The contribution from Moskovitz, who listed his occupation simply as "cofounder," highlights the bizarre position Facebook has put itself in by blocking speech on behalf of a political position backed by many of its users and at least one of its founders. Moskovitz is still a part owner of Facebook but has largely ceded operation authority. The donation was first reported by the East Bay Express.

"We wouldn't comment on what an employee of Facebook -- past or present -- does with his or her own checkbook," said Andrew Noyes, a Facebook spokesman, adding that the company has only banned pot ads that have an image of a pot leaf. (Other Facebook users, such as the Libertarian Party, have been told that any pro-legalization ads run counter to the company's policies.)

Michael Whitney, a spokesman for Just Say Now, which had ads removed by Facebook, applauded Moskovitz's donation, but pushed Facebook to follow his lead. "It's nice that a Facebook co-founder is donating to Yes on 19's campaign, but Facebook itself is still afraid of a pot leaf," he said. "The social networking site is censoring political speech from people who want to pass Prop 19 and legalize marijuana. Facebook should drop its Reefer Madness hysteria and catch up to where its users - and even its co-founder - are, and stop censoring legalization ads."

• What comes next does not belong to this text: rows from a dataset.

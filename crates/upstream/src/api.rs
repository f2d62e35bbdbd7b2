//! REST API client for the PAD v2 HTTP endpoints.
//!
//! Wraps the read-only card, project and neural-network endpoints of the PAD
//! web service (`/api/v2/cards`, `/api/v2/projects`,
//! `/api/v2/neural-networks`) using [`reqwest`].

use std::time::Duration;

use pad_core::records::{CardRecord, NeuralNetworkRecord, ProjectRecord};
use pad_core::types::DbId;
use serde::de::DeserializeOwned;

/// Default page size for listing endpoints (`limit`).
pub const DEFAULT_PAGE_SIZE: u32 = 100;

/// Default upper bound on pages fetched by a single scan.
pub const DEFAULT_MAX_PAGES: u32 = 50;

const CARDS_PATH: &str = "/api/v2/cards";
const PROJECTS_PATH: &str = "/api/v2/projects";
const NEURAL_NETWORKS_PATH: &str = "/api/v2/neural-networks";

/// HTTP client for the PAD web service.
#[derive(Debug, Clone)]
pub struct PadApi {
    client: reqwest::Client,
    base_url: String,
    paging: Paging,
}

/// How listing endpoints are walked.
#[derive(Debug, Clone, Copy, PartialEq, Eq)]
pub struct Paging {
    /// `limit` sent with each page request.
    pub page_size: u32,
    /// Stop after this many pages even if the last one was full.
    pub max_pages: u32,
}

impl Default for Paging {
    fn default() -> Self {
        Self {
            page_size: DEFAULT_PAGE_SIZE,
            max_pages: DEFAULT_MAX_PAGES,
        }
    }
}

/// Errors from the PAD REST API layer.
#[derive(Debug, thiserror::Error)]
pub enum PadApiError {
    /// The HTTP request itself failed (network, DNS, TLS, timeout, etc.).
    #[error("HTTP request failed: {0}")]
    Request(#[from] reqwest::Error),

    /// The PAD API returned a non-2xx status code.
    #[error("PAD API error ({status}) at {endpoint}: {body}")]
    ApiError {
        endpoint: String,
        status: u16,
        body: String,
    },

    /// The configured paging cannot walk a listing.
    #[error("Invalid paging: {0}")]
    InvalidPaging(String),

    /// The response body was not the expected JSON shape.
    #[error("Unexpected response from {endpoint}: {source}")]
    Decode {
        endpoint: String,
        #[source]
        source: serde_json::Error,
    },
}

impl From<PadApiError> for pad_core::error::CoreError {
    fn from(err: PadApiError) -> Self {
        match err {
            PadApiError::InvalidPaging(_) => pad_core::error::CoreError::Internal(err.to_string()),
            other => pad_core::error::CoreError::UpstreamUnavailable(other.to_string()),
        }
    }
}

impl PadApi {
    /// Create a client for the PAD service at `base_url`
    /// (e.g. `https://pad.crc.nd.edu`). Every request is bounded by `timeout`.
    pub fn new(base_url: impl Into<String>, timeout: Duration) -> Result<Self, PadApiError> {
        let client = reqwest::Client::builder().timeout(timeout).build()?;
        Ok(Self::with_client(client, base_url))
    }

    /// Create a client reusing an existing [`reqwest::Client`].
    pub fn with_client(client: reqwest::Client, base_url: impl Into<String>) -> Self {
        let base_url = base_url.into().trim_end_matches('/').to_string();
        Self {
            client,
            base_url,
            paging: Paging::default(),
        }
    }

    pub fn with_paging(mut self, paging: Paging) -> Self {
        self.paging = paging;
        self
    }

    pub fn base_url(&self) -> &str {
        &self.base_url
    }

    pub fn paging(&self) -> Paging {
        self.paging
    }

    /// `GET /api/v2/cards?skip=&limit=`
    pub async fn list_cards(&self, skip: u32, limit: u32) -> Result<Vec<CardRecord>, PadApiError> {
        self.list_page(CARDS_PATH, skip, limit).await
    }

    /// `GET /api/v2/cards/{id}`. Returns `None` on 404.
    pub async fn get_card(&self, id: DbId) -> Result<Option<CardRecord>, PadApiError> {
        self.get_optional(&format!("{CARDS_PATH}/{id}")).await
    }

    /// `GET /api/v2/projects?skip=&limit=`
    pub async fn list_projects(
        &self,
        skip: u32,
        limit: u32,
    ) -> Result<Vec<ProjectRecord>, PadApiError> {
        self.list_page(PROJECTS_PATH, skip, limit).await
    }

    /// `GET /api/v2/projects/{id}`. Returns `None` on 404.
    pub async fn get_project(&self, id: DbId) -> Result<Option<ProjectRecord>, PadApiError> {
        self.get_optional(&format!("{PROJECTS_PATH}/{id}")).await
    }

    /// `GET /api/v2/neural-networks?skip=&limit=`
    pub async fn list_neural_networks(
        &self,
        skip: u32,
        limit: u32,
    ) -> Result<Vec<NeuralNetworkRecord>, PadApiError> {
        self.list_page(NEURAL_NETWORKS_PATH, skip, limit).await
    }

    /// `GET /api/v2/neural-networks/{id}`. Returns `None` on 404.
    pub async fn get_neural_network(
        &self,
        id: DbId,
    ) -> Result<Option<NeuralNetworkRecord>, PadApiError> {
        self.get_optional(&format!("{NEURAL_NETWORKS_PATH}/{id}")).await
    }

    /// Every card on the service.
    pub async fn all_cards(&self) -> Result<Vec<CardRecord>, PadApiError> {
        self.list_all(CARDS_PATH).await
    }

    /// Every project on the service.
    pub async fn all_projects(&self) -> Result<Vec<ProjectRecord>, PadApiError> {
        self.list_all(PROJECTS_PATH).await
    }

    /// Every neural network on the service.
    pub async fn all_neural_networks(&self) -> Result<Vec<NeuralNetworkRecord>, PadApiError> {
        self.list_all(NEURAL_NETWORKS_PATH).await
    }

    // ---- private helpers ----

    fn url(&self, path: &str) -> String {
        format!("{}{}", self.base_url, path)
    }

    async fn list_page<T: DeserializeOwned>(
        &self,
        path: &str,
        skip: u32,
        limit: u32,
    ) -> Result<Vec<T>, PadApiError> {
        tracing::debug!(path, skip, limit, "Fetching PAD page");
        let response = self
            .client
            .get(self.url(path))
            .query(&[("skip", skip), ("limit", limit)])
            .send()
            .await?;
        Self::parse_response(path, response).await
    }

    /// Walk a listing endpoint page by page until a short page arrives or the
    /// page budget is spent. An offset too large for `skip` also ends the scan.
    async fn list_all<T: DeserializeOwned>(&self, path: &str) -> Result<Vec<T>, PadApiError> {
        let Paging {
            page_size,
            max_pages,
        } = self.paging;
        if page_size == 0 {
            return Err(PadApiError::InvalidPaging(
                "page size must be at least 1".to_string(),
            ));
        }
        let mut items = Vec::new();

        for page in 0..max_pages {
            let Some(skip) = page.checked_mul(page_size) else {
                tracing::warn!(path, page, page_size, "Listing offset overflows, stopping scan");
                return Ok(items);
            };
            let batch: Vec<T> = self.list_page(path, skip, page_size).await?;
            let short = batch.len() < page_size as usize;
            items.extend(batch);
            if short {
                return Ok(items);
            }
        }

        tracing::warn!(
            path,
            max_pages,
            fetched = items.len(),
            "Page budget exhausted before the end of the listing"
        );
        Ok(items)
    }

    async fn get_optional<T: DeserializeOwned>(&self, path: &str) -> Result<Option<T>, PadApiError> {
        tracing::debug!(path, "Fetching PAD record");
        let response = self.client.get(self.url(path)).send().await?;
        if response.status() == reqwest::StatusCode::NOT_FOUND {
            return Ok(None);
        }
        Self::parse_response(path, response).await.map(Some)
    }

    /// Ensure the response has a success status code, then decode its body.
    ///
    /// The body is read as text first so that decode failures can name the
    /// endpoint that produced them.
    async fn parse_response<T: DeserializeOwned>(
        path: &str,
        response: reqwest::Response,
    ) -> Result<T, PadApiError> {
        let status = response.status();
        if !status.is_success() {
            let body = response
                .text()
                .await
                .unwrap_or_else(|_| "<unreadable body>".to_string());
            return Err(PadApiError::ApiError {
                endpoint: path.to_string(),
                status: status.as_u16(),
                body,
            });
        }

        let text = response.text().await?;
        serde_json::from_str(&text).map_err(|source| PadApiError::Decode {
            endpoint: path.to_string(),
            source,
        })
    }
}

The censorship puts Facebook, which migrated from Harvard's campus, out of step with Silicon Valley culture. The computer science field has long had a complementary relationship with psychedelic drugs and a broad acceptance of marijuana. In the recently released movie "The Social Network," the early days of Facebook's California life are depicted as one long party, complete with a six-foot bong that interns needed to stand on a couch in order to use.

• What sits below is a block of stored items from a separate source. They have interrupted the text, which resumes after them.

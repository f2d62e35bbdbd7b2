//! Handlers for the `/neural-networks` resource.

use axum::extract::rejection::PathRejection;
use axum::extract::{Path, State};
use axum::Json;
use pad_core::mapper::{EntityMapper, NeuralNetworkDocument};
use pad_core::transform::{transform_batch, transform_single, Envelope};
use pad_core::types::DbId;

use crate::error::AppResult;
use crate::state::AppState;

/// GET /api-ld/v3/neural-networks
pub async fn list(
    State(state): State<AppState>,
) -> AppResult<Json<Envelope<Vec<NeuralNetworkDocument>>>> {
    let networks = state.source.neural_networks().await?;

    let mapper = EntityMapper::new(&state.ontology);
    let batch = transform_batch(&networks, |network| Ok(mapper.map_neural_network(network)));

    Ok(Json(batch.into_envelope(|count| {
        format!("Retrieved {count} PAD neural networks in semantic JSON-LD format.")
    })))
}

/// GET /api-ld/v3/neural-networks/{id}
pub async fn get_by_id(
    State(state): State<AppState>,
    path: Result<Path<DbId>, PathRejection>,
) -> AppResult<Json<Envelope<NeuralNetworkDocument>>> {
    let Path(id) = path?;
    let network = state.source.neural_network(id).await?;

    let mapper = EntityMapper::new(&state.ontology);
    let document = transform_single(network.as_ref(), id, |network| {
        Ok(mapper.map_neural_network(network))
    })?;

    Ok(Json(Envelope::ok(
        document,
        format!("Retrieved PAD neural network {id} in semantic JSON-LD format."),
    )))
}
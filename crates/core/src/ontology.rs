//! The PAD ontology context bound into every semantic document.
//!
//! The context maps local field names to predicates of the PAD vocabulary.
//! It is built once at startup and shared read-only by every mapping call.

use indexmap::IndexMap;
use serde_json::{Map, Value};

/// Base URI of the PAD vocabulary.
pub const PAD_VOCAB: &str = "https://pad.crc.nd.edu/ontology#";

/// Local field name -> vocabulary predicate.
const PAD_TERMS: &[(&str, &str)] = &[
    ("sample", "hasSample"),
    ("samples", "hasSample"),
    ("drug", "drugName"),
    ("test", "usesTestType"),
    ("user", "operatedBy"),
    ("project", "belongsToProject"),
    ("name", "name"),
    ("annotation", "annotation"),
    ("date_of_creation", "dateCreated"),
    ("processing_date", "dateProcessed"),
    ("raw_image_path", "rawImage"),
    ("image_path", "processedImage"),
    ("camera", "cameraType"),
    ("notes", "notes"),
    ("sample_id", "sampleId"),
    ("quantity", "concentration"),
    ("concentrations", "concentrationLevels"),
    ("neutral_filler", "neutralFiller"),
    ("issue_id", "issue"),
    ("network_id", "networkId"),
    ("drugs", "detectsDrug"),
    ("description", "description"),
];

#[derive(Debug, Clone, PartialEq, Eq)]
pub struct OntologyContext {
    vocab: String,
    terms: IndexMap<String, String>,
}

impl OntologyContext {
    pub fn new(vocab: impl Into<String>, terms: IndexMap<String, String>) -> Self {
        Self {
            vocab: vocab.into(),
            terms,
        }
    }

    /// The standard PAD context.
    pub fn pad() -> Self {
        Self::pad_with_vocab(PAD_VOCAB)
    }

    /// The standard PAD terms under a different vocabulary base (e.g. a
    /// staging deployment of the ontology).
    pub fn pad_with_vocab(vocab: impl Into<String>) -> Self {
        let terms = PAD_TERMS
            .iter()
            .map(|(field, predicate)| (field.to_string(), predicate.to_string()))
            .collect();
        Self::new(vocab, terms)
    }

    pub fn vocab(&self) -> &str {
        &self.vocab
    }

    /// Predicate bound to a local field name.
    pub fn predicate(&self, field: &str) -> Option<&str> {
        self.terms.get(field).map(String::as_str)
    }

    /// The `@context` object: `@vocab` plus one entry per term.
    pub fn to_json(&self) -> Value {
        let mut context = Map::with_capacity(self.terms.len() + 1);
        context.insert("@vocab".to_string(), Value::String(self.vocab.clone()));
        for (field, predicate) in &self.terms {
            context.insert(field.clone(), Value::String(predicate.clone()));
        }
        Value::Object(context)
    }
}

impl Default for OntologyContext {
    fn default() -> Self {
        Self::pad()
    }
}
use axum::extract::rejection::{PathRejection, QueryRejection};
use axum::http::StatusCode;
use axum::response::{IntoResponse, Response};
use pad_core::error::CoreError;
use pad_core::transform::{error_summary, Envelope};
use serde_json::Value;

/// Application-level error type for HTTP handlers.
///
/// Wraps [`CoreError`] for domain errors and adds HTTP-specific variants.
/// Implements [`IntoResponse`] so every failure is rendered as a failed
/// envelope (`success: false`, empty `data`).
#[derive(Debug, thiserror::Error)]
pub enum AppError {
    /// A domain-level error from `pad_core`.
    #[error(transparent)]
    Core(#[from] CoreError),

    /// A bad request with a human-readable message.
    #[error("Bad request: {0}")]
    BadRequest(String),
}

impl From<PathRejection> for AppError {
    fn from(rejection: PathRejection) -> Self {
        AppError::BadRequest(rejection.body_text())
    }
}

impl From<QueryRejection> for AppError {
    fn from(rejection: QueryRejection) -> Self {
        AppError::BadRequest(rejection.body_text())
    }
}

/// Convenience type alias for handler return values.
pub type AppResult<T> = Result<T, AppError>;

impl IntoResponse for AppError {
    fn into_response(self) -> Response {
        let (status, envelope): (StatusCode, Envelope<Vec<Value>>) = match &self {
            AppError::Core(core) => {
                let status = match core {
                    CoreError::NotFound { .. } => StatusCode::NOT_FOUND,
                    CoreError::ReferenceNotFound { .. } => StatusCode::UNPROCESSABLE_ENTITY,
                    CoreError::UpstreamUnavailable(msg) => {
                        tracing::warn!(error = %msg, "PAD service request failed");
                        StatusCode::BAD_GATEWAY
                    }
                    CoreError::Validation(_) => StatusCode::BAD_REQUEST,
                    CoreError::Internal(msg) => {
                        tracing::error!(error = %msg, "Internal core error");
                        StatusCode::INTERNAL_SERVER_ERROR
                    }
                };
                let envelope = match core {
                    CoreError::Internal(_) => {
                        Envelope::failure("An internal error occurred", error_summary(core))
                    }
                    _ => Envelope::from_error(core),
                };
                (status, envelope)
            }

            AppError::BadRequest(msg) => (
                StatusCode::BAD_REQUEST,
                Envelope::failure(msg.clone(), "The request was rejected as invalid."),
            ),
        };

        (status, axum::Json(envelope)).into_response()
    }
}
use crate::types::DbId;

#[derive(Debug, thiserror::Error)]
pub enum CoreError {
    #[error("{entity} with id {id} not found")]
    NotFound { entity: &'static str, id: DbId },

    #[error("Referenced {entity} with id {id} does not exist")]
    ReferenceNotFound { entity: &'static str, id: DbId },

    #[error("Upstream unavailable: {0}")]
    UpstreamUnavailable(String),

    #[error("Validation failed: {0}")]
    Validation(String),

    #[error("Internal error: {0}")]
    Internal(String),
}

Indeed, psychedelic drugs have influenced some of America's foremost computer scientists. The history of this connection is well documented in a number of books, the best probably being What the Dormouse Said: How the 60s Counterculture Shaped the Personal Computer, by New York Times technology reporter John Markoff.

Psychedelic drugs, Markoff argues, pushed the computer and Internet revolutions forward by showing folks that reality can be profoundly altered through unconventional, highly intuitive thinking. Douglas Engelbart is one example of a psychonaut who did just that: he helped invent the mouse. Apple's Steve Jobs has said that Microsoft's Bill Gates, would "be a broader guy if he had dropped acid once." In a 1994 interview with Playboy, however, Gates coyly didn't deny having dosed as a young man.

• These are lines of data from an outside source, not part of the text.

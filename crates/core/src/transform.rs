//! Batch orchestration of the entity mapper and the response envelope.
//!
//! Every call answers with an [`Envelope`]. Listing calls never fail for an
//! empty result; single-entity lookups fail with `NotFound` when the record
//! is missing. A record that cannot be mapped (e.g. a dangling project
//! reference) is recorded as a failure without aborting the rest of its
//! batch.

use std::fmt;

use serde::Serialize;

use crate::error::CoreError;
use crate::records::Record;
use crate::types::DbId;

/* --------------------------------------------------------------------------
Envelope
-------------------------------------------------------------------------- */

/// `{ "success", "data", "error", "summary" }` wrapper used by every call.
///
/// `error` is empty on success; `summary` is always a human-readable sentence.
#[derive(Debug, Clone, PartialEq, Serialize)]
pub struct Envelope<T> {
    pub success: bool,
    pub data: T,
    pub error: String,
    pub summary: String,
}

impl<T> Envelope<T> {
    pub fn ok(data: T, summary: impl Into<String>) -> Self {
        Self {
            success: true,
            data,
            error: String::new(),
            summary: summary.into(),
        }
    }
}

impl<T: Default> Envelope<T> {
    /// A failed envelope with an empty payload.
    pub fn failure(error: impl Into<String>, summary: impl Into<String>) -> Self {
        Self {
            success: false,
            data: T::default(),
            error: error.into(),
            summary: summary.into(),
        }
    }

    /// A failed envelope describing `err`.
    pub fn from_error(err: &CoreError) -> Self {
        Self::failure(error_message(err), error_summary(err))
    }
}

/// Text for the `error` field. Upstream failures are surfaced verbatim.
pub fn error_message(err: &CoreError) -> String {
    match err {
        CoreError::UpstreamUnavailable(message) => message.clone(),
        other => other.to_string(),
    }
}

/// Sentence for the `summary` field of a failed call.
pub fn error_summary(err: &CoreError) -> String {
    match err {
        CoreError::NotFound { entity, id } => format!("No PAD {entity} found with id {id}."),
        CoreError::ReferenceNotFound { entity, id } => {
            format!("The requested record references a missing PAD {entity} ({id}).")
        }
        CoreError::UpstreamUnavailable(_) => "The PAD data source could not be reached.".to_string(),
        CoreError::Validation(_) => "The request was rejected as invalid.".to_string(),
        CoreError::Internal(_) => "The request could not be completed.".to_string(),
    }
}

/* --------------------------------------------------------------------------
Batch
-------------------------------------------------------------------------- */

/// A record that could not be mapped.
#[derive(Debug)]
pub struct RecordFailure {
    pub entity: &'static str,
    pub id: DbId,
    pub error: CoreError,
}

impl fmt::Display for RecordFailure {
    fn fmt(&self, f: &mut fmt::Formatter<'_>) -> fmt::Result {
        write!(f, "{} {}: {}", self.entity, self.id, self.error)
    }
}

/// Outcome of mapping a batch: documents in input order plus failures.
#[derive(Debug)]
pub struct Batch<D> {
    pub documents: Vec<D>,
    pub failures: Vec<RecordFailure>,
}

impl<D> Batch<D> {
    /// Number of input records.
    pub fn total(&self) -> usize {
        self.documents.len() + self.failures.len()
    }

    /// Assemble the envelope. `describe` receives the number of mapped
    /// documents and produces the success summary.
    ///
    /// A batch where every record failed is a failed envelope; a batch with
    /// no records at all is a successful, empty one.
    pub fn into_envelope(self, describe: impl FnOnce(usize) -> String) -> Envelope<Vec<D>> {
        if self.documents.is_empty() && !self.failures.is_empty() {
            let entity = self.failures[0].entity;
            return Envelope::failure(
                self.failure_reasons(),
                format!(
                    "None of the {} requested PAD {entity} records could be mapped.",
                    self.failures.len()
                ),
            );
        }

        let mut summary = describe(self.documents.len());
        if !self.failures.is_empty() {
            let noun = if self.failures.len() == 1 { "record" } else { "records" };
            summary.push_str(&format!(
                " {} {noun} could not be mapped ({}).",
                self.failures.len(),
                self.failure_reasons()
            ));
        }
        Envelope::ok(self.documents, summary)
    }

    fn failure_reasons(&self) -> String {
        self.failures
            .iter()
            .map(RecordFailure::to_string)
            .collect::<Vec<_>>()
            .join("; ")
    }
}

/// Map every record, keeping successes in input order and recording a
/// failure for each record that cannot be mapped.
pub fn transform_batch<'r, R, D, F>(records: impl IntoIterator<Item = &'r R>, mut map: F) -> Batch<D>
where
    R: Record + 'r,
    F: FnMut(&R) -> Result<D, CoreError>,
{
    let mut documents = Vec::new();
    let mut failures = Vec::new();

    for record in records {
        match map(record) {
            Ok(doc) => documents.push(doc),
            Err(error) => failures.push(RecordFailure {
                entity: R::ENTITY,
                id: record.id(),
                error,
            }),
        }
    }

    Batch { documents, failures }
}

/// Map a single looked-up record. A missing record fails with `NotFound`.
pub fn transform_single<R, D, F>(record: Option<&R>, id: DbId, map: F) -> Result<D, CoreError>
where
    R: Record,
    F: FnOnce(&R) -> Result<D, CoreError>,
{
    let record = record.ok_or(CoreError::NotFound {
        entity: R::ENTITY,
        id,
    })?;
    map(record)
}

/* --------------------------------------------------------------------------
Tests
-------------------------------------------------------------------------- */

#[cfg(test)]
mod tests {
    use std::collections::HashMap;

    use assert_matches::assert_matches;
    use serde_json::{json, Value};

    use super::*;
    use crate::mapper::EntityMapper;
    use crate::ontology::OntologyContext;
    use crate::records::{CardRecord, ProjectRecord};

    fn card(id: DbId, project_id: DbId) -> CardRecord {
        serde_json::from_value(json!({
            "id": id,
            "sample_name": "amoxicillin",
            "test_name": "12LanePADKenya2015",
            "sample_id": 73,
            "project_id": project_id
        }))
        .unwrap()
    }

    fn project_names() -> HashMap<DbId, String> {
        HashMap::from([(12, "FHI360".to_string())])
    }

    // -- batches --

    #[test]
    fn batch_with_one_dangling_reference_keeps_the_rest() {
        let context = OntologyContext::pad();
        let mapper = EntityMapper::new(&context);
        let names = project_names();
        let cards = vec![card(1, 12), card(2, 99), card(3, 12)];

        let batch = transform_batch(&cards, |c| mapper.map_card(c, &names));
        assert_eq!(batch.total(), 3);
        assert_eq!(batch.documents.len(), 2);
        assert_eq!(batch.failures.len(), 1);
        assert_eq!(batch.failures[0].id, 2);
        assert_matches!(
            batch.failures[0].error,
            CoreError::ReferenceNotFound { id: 99, .. }
        );

        let envelope = batch.into_envelope(|n| format!("Retrieved {n} PAD cards."));
        assert!(envelope.success);
        assert!(envelope.error.is_empty());
        let ids: Vec<_> = envelope.data.iter().map(|doc| doc.id).collect();
        assert_eq!(ids, vec![1, 3]);
        assert!(envelope.summary.starts_with("Retrieved 2 PAD cards."));
        assert!(envelope.summary.contains("1 record could not be mapped"));
    }

    #[test]
    fn batch_where_everything_fails_is_a_failure() {
        let context = OntologyContext::pad();
        let mapper = EntityMapper::new(&context);
        let names: HashMap<DbId, String> = HashMap::new();
        let cards = vec![card(1, 12), card(2, 12)];

        let envelope = transform_batch(&cards, |c| mapper.map_card(c, &names))
            .into_envelope(|n| format!("Retrieved {n} PAD cards."));
        assert!(!envelope.success);
        assert!(envelope.data.is_empty());
        assert!(envelope.error.contains("Card 1"));
        assert!(envelope.error.contains("Card 2"));
        assert!(envelope.summary.contains("None of the 2"));
    }

    #[test]
    fn empty_batch_is_a_successful_empty_listing() {
        let context = OntologyContext::pad();
        let mapper = EntityMapper::new(&context);
        let projects: Vec<ProjectRecord> = Vec::new();

        let envelope = transform_batch(&projects, |p| Ok(mapper.map_project(p)))
            .into_envelope(|n| format!("Retrieved {n} PAD projects."));
        assert!(envelope.success);
        assert!(envelope.data.is_empty());
        assert_eq!(envelope.summary, "Retrieved 0 PAD projects.");
    }

    // -- single lookups --

    #[test]
    fn missing_single_record_is_not_found() {
        let result = transform_single::<ProjectRecord, (), _>(None, 404, |_| Ok(()));
        assert_matches!(
            result,
            Err(CoreError::NotFound { entity: "Project", id: 404 })
        );
    }

    #[test]
    fn present_single_record_is_mapped() {
        let context = OntologyContext::pad();
        let mapper = EntityMapper::new(&context);
        let record = card(5, 12);
        let doc = transform_single(Some(&record), 5, |c| mapper.map_card(c, &project_names()))
            .unwrap();
        assert_eq!(doc.id, 5);
        assert_eq!(doc.project.name, "FHI360");
    }

    // -- envelopes --

    #[test]
    fn envelope_wire_shape() {
        let envelope = Envelope::ok(vec![1, 2], "Two numbers.");
        assert_eq!(
            serde_json::to_value(&envelope).unwrap(),
            json!({"success": true, "data": [1, 2], "error": "", "summary": "Two numbers."})
        );
    }

    #[test]
    fn error_envelopes_have_empty_payloads() {
        let not_found: Envelope<Vec<Value>> =
            Envelope::from_error(&CoreError::NotFound { entity: "Project", id: 3 });
        assert!(!not_found.success);
        assert!(not_found.data.is_empty());
        assert_eq!(not_found.error, "Project with id 3 not found");
        assert_eq!(not_found.summary, "No PAD Project found with id 3.");

        let upstream: Envelope<Vec<Value>> =
            Envelope::from_error(&CoreError::UpstreamUnavailable("timed out".to_string()));
        assert_eq!(upstream.error, "timed out");
    }
}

Toward the end of his life, LSD inventor Albert Hofmann sent a letter to Jobs, suggesting that the Apple founder fund research on acid in return for the drug's contribution to his professional and creative development.

John Gilmore, who contributed $2,000 to the Prop 19 camp so far, was the fifth employee at Sun Microsystems and registered the domain name Toad.com in 1987. A well-known psychonaut, he's perhaps best known for Gilmore's Law, his observation that "[t]he Net interprets censorship as damage and routes around it." Most of his colleagues in the sixties and seventies, he said, used psychedelic drugs. "What psychedelics taught me is that life is not rational. IBM was a very rational company," he told me in an interview for the book This Is Your Country On Drugs, explaining why the corporate behemoth was overtaken by upstarts such as Apple. Mark Pesce, the coinventor of virtual reality's coding language, VRML, and a dedicated Burner, agreed that there's some relationship between chemical mind expansion and advances in computer technology: "To a man and a woman, the people behind [virtual reality] were acidheads," he said.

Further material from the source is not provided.